TASK DETAILS:
All that should appear is the line containing "- Frame-rate independent" and the lines after it in the records below, each reproduced exactly.

***** LISTED RECORDS *****

//! Game loop simulation
//!
//! All gameplay logic lives here. The module stays free of rendering and
//! platform dependencies:
//! - Frame-rate independent (`dt` scaled)
//! - Seeded RNG only
//! - Obstacles iterated in spawn order

pub mod collision;
pub mod state;
pub mod tick;

pub use collision::{in_collision_window, obstacle_hits};
pub use state::{GamePhase, GameState, Lane, LaneShift, Obstacle, RunState};
pub use tick::{TickEvents, TickInput, tick};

*****

SOLUTION FOR THIS TASK:
//! - Frame-rate independent (`dt` scaled)
//! - Seeded RNG only
//! - Obstacles iterated in spawn order

pub mod collision;
pub mod state;
pub mod tick;

pub use collision::{in_collision_window, obstacle_hits};
pub use state::{GamePhase, GameState, Lane, LaneShift, Obstacle, RunState};
pub use tick::{TickEvents, TickInput, tick};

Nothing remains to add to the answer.